3.-. Otras novedades introducidas por la Ley 2/2011, de Economía Sostenible en materia de contratación pública.

- Se incluyen ciertas previsiones que completan el régimen jurídico de las fórmulas contractuales e institucionales de colaboración entre el sector público y el sector privado. Se modifica el artículo 11 para permitir “(…) a las entidades públicas empresariales u organismos similares de las CCAA” celebrar un contrato de este tipo con una entidad de derecho privado.

Se excluye la obligación de efectuar evaluación previa, como actuación preparatoria de los contratos de colaboración entre el sector público o privado, cuando un órgano de la misma Administración la haya realizado para un supuesto similar.

Asimismo se incorpora la figura de la colaboración público – privada institucionalizada, las denominadas Sociedades de Economía Mixta, en las que se prevé la participación en el capital de un socio privado, cuya elección se efectuará por el mismo procedimiento previsto para la adjudicación de contratos, respetando los principios de igualdad y concurrencia.

- Se establecen una serie de medidas dirigidas a garantizar la agilidad de los trámites y a fomentar la participación de las pequeñas y medianas empresas. En este sentido, el artículo 37 de la Ley de Economía Sostenible establece el principio de eficiencia y el mantenimiento de los términos y condiciones acordados en la ejecución de los procesos de contratación pública, fomentando la agilización de trámites, y promoviendo la participación de la pequeña y mediana empresa, así cómo el acceso sin coste a la información.

Cómo medida dirigida a ahorrar costes, la garantía provisional se convierte en excepcional con la reforma del artículo 91 de la Ley de Contratos, que ahora señala que “Cuando el órgano de contratación decida exigir una garantía provisional deberá justificar suficientemente en el expediente las razones de su exigencia para ese concreto contrato.”

- Se eleva el porcentaje de subcontratación que se puede exigir a los contratistas, que de un 30% se aumenta hasta el 50%, con el objetivo de fomentar la participación de las PYMES en la contratación pública.

- Se añade un nuevo precepto en la Ley de Contratos del Sector Público, el artículo 73 bis, en el que se regula la sucesión en la persona del contratista.

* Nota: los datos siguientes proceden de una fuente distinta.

//! HTTP message reassembly
//!
//! Consumes framer notifications for one TCP session and produces
//! `HttpRequest`/`HttpResponse` events. Each exchange gets a correlation
//! id when its request starts; responses take ids in request order, so
//! pipelined requests pair with their responses.

use std::collections::VecDeque;
use std::net::SocketAddr;

use tracing::{debug, warn};
use uuid::Uuid;

use crate::core::event::{
    header, Event, Headers, HttpRequestEvent, HttpResponseEvent, ProtocolErrorEvent,
};
use crate::core::Direction;
use super::body::{build_headers, decode_body};
use super::types::HttpNotice;
use super::HttpConfig;

#[derive(Debug, Clone, PartialEq, Eq)]
enum StartLine {
    Request {
        method: String,
        url: String,
        host: Option<String>,
    },
    Response {
        status: u16,
    },
}

/// One direction's message in progress
#[derive(Debug, Default)]
pub struct HttpMessageBuffer {
    id: Option<Uuid>,
    start: Option<StartLine>,
    headers: Headers,
    body: Vec<u8>,
    /// Body exceeded the size cap; the message will not be reported
    abandoned: bool,
}

impl HttpMessageBuffer {
    fn begin(id: Uuid, start: StartLine, headers: Headers) -> Self {
        Self {
            id: Some(id),
            start: Some(start),
            headers,
            body: Vec::new(),
            abandoned: false,
        }
    }

    fn append(&mut self, data: &[u8], max_body: usize) {
        if self.start.is_none() || self.abandoned {
            return;
        }
        if self.body.len() + data.len() > max_body {
            debug!("http body exceeds {} bytes, dropping message", max_body);
            self.abandoned = true;
            self.body = Vec::new();
            return;
        }
        self.body.extend_from_slice(data);
    }

    pub fn body_len(&self) -> usize {
        self.body.len()
    }

    pub fn in_progress(&self) -> bool {
        self.start.is_some()
    }
}

/// Request/response reassembly for one TCP session
#[derive(Debug)]
pub struct HttpReassembler {
    src: SocketAddr,
    dst: SocketAddr,
    country: String,
    request: HttpMessageBuffer,
    response: HttpMessageBuffer,
    /// Ids of requests whose response has not started yet
    pending_ids: VecDeque<Uuid>,
    max_body_bytes: usize,
    max_pending: usize,
}

impl HttpReassembler {
    pub fn new(src: SocketAddr, dst: SocketAddr, country: String, config: &HttpConfig) -> Self {
        Self {
            src,
            dst,
            country,
            request: HttpMessageBuffer::default(),
            response: HttpMessageBuffer::default(),
            pending_ids: VecDeque::new(),
            max_body_bytes: config.max_body_bytes,
            max_pending: config.max_pending_exchanges.max(1),
        }
    }

    /// Apply one framer notification
    pub fn on_notice(&mut self, notice: HttpNotice) -> Option<Event> {
        match notice {
            HttpNotice::RequestStart { method, url, headers } => {
                let headers = build_headers(&headers);
                let host = header(&headers, "host")
                    .or_else(|| header(&headers, "server"))
                    .map(str::to_string);
                let id = Uuid::new_v4();
                if self.pending_ids.len() >= self.max_pending {
                    self.pending_ids.pop_front();
                }
                self.pending_ids.push_back(id);
                self.request = HttpMessageBuffer::begin(id, StartLine::Request { method, url, host }, headers);
                None
            }
            HttpNotice::RequestBody(data) => {
                self.request.append(&data, self.max_body_bytes);
                None
            }
            HttpNotice::RequestComplete => self.complete(Direction::ToServer),
            HttpNotice::ResponseStart { status, headers } => {
                let id = self.pending_ids.pop_front().unwrap_or_else(Uuid::new_v4);
                self.response = HttpMessageBuffer::begin(id, StartLine::Response { status }, build_headers(&headers));
                None
            }
            HttpNotice::ResponseBody(data) => {
                self.response.append(&data, self.max_body_bytes);
                None
            }
            HttpNotice::ResponseComplete => self.complete(Direction::ToClient),
            HttpNotice::Error { direction, reason } => {
                warn!("http error on {} -> {}: {}", self.src, self.dst, reason);
                *self.buffer_mut(direction) = HttpMessageBuffer::default();
                Some(Event::ProtocolError(ProtocolErrorEvent {
                    src: self.src,
                    dst: self.dst,
                    protocol: "http".to_string(),
                    reason,
                }))
            }
        }
    }

    /// Emit the finished message and reset that direction
    fn complete(&mut self, direction: Direction) -> Option<Event> {
        let msg = std::mem::take(self.buffer_mut(direction));
        if msg.abandoned {
            return None;
        }
        let id = msg.id?;
        let start = msg.start?;
        let body = decode_body(msg.body, &msg.headers);

        match start {
            StartLine::Request { method, url, host } => Some(Event::HttpRequest(HttpRequestEvent {
                id,
                src: self.src,
                dst: self.dst,
                country: self.country.clone(),
                headers: msg.headers,
                host,
                url,
                method,
                body,
            })),
            StartLine::Response { status } => Some(Event::HttpResponse(HttpResponseEvent {
                id,
                src: self.src,
                dst: self.dst,
                country: self.country.clone(),
                headers: msg.headers,
                status,
                body,
            })),
        }
    }

    fn buffer_mut(&mut self, direction: Direction) -> &mut HttpMessageBuffer {
        match direction {
            Direction::ToServer => &mut self.request,
            Direction::ToClient => &mut self.response,
        }
    }

    pub fn request(&self) -> &HttpMessageBuffer {
        &self.request
    }

    pub fn response(&self) -> &HttpMessageBuffer {
        &self.response
    }
}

- La nueva normativa fomenta la realización de contratos de investigación y desarrollo. El artículo 38 de la Ley de Economía Sostenible habilita al Consejo de Ministros a determinar una cantidad presupuestaria en cada departamento ministerial destinada a financiar contratos con empresas innovadoras que por el nuevo artículo 4.1 r) se configuran como un nuevo supuesto de negocio excluido del ámbito de aplicación de la Ley de Contratos del Sector Público.

- Se modifica el artículo 309 de la Ley para dotar de mayor transparencia de la información en la contratación pública mediante la publicidad de todos los perfiles en la Plataforma del Estado.

Se centraliza el acceso a la información contractual en una plataforma electrónica en la que se difundirá toda la información relativa a las licitaciones convocadas por el sector público estatal.

- Introduce una nueva definición del contrato de gestión de servicios públicos, que a partir de ahora podrán celebrarse por las Mutuas de Accidentes de trabajo y Enfermedades Profesionales de la Seguridad Social cuando se trate de la gestión de la prestación de asistencia sanitaria.

- Se encarga al Gobierno para que en los 3 meses siguientes a la entrada en vigor de esta norma (5 de marzo de 2011), elabore un informe sobre la viabilidad en el marco de la normativa comunitaria de incluir el IVA en procedimientos de contratación pública “cuando intervengan licitadores exentos del impuesto, en particular entidades del Tercer sector.”

Por último, hay que tener en cuenta que para los contratos adjudicados con anterioridad a la entrada en vigor de la nueva norma, establece su Disposición transitoria séptima que continuarán rigiéndose “… en cuanto a sus efectos, cumplimiento y extinción, incluida su duración y régimen de prórrogas, por la normativa anterior.”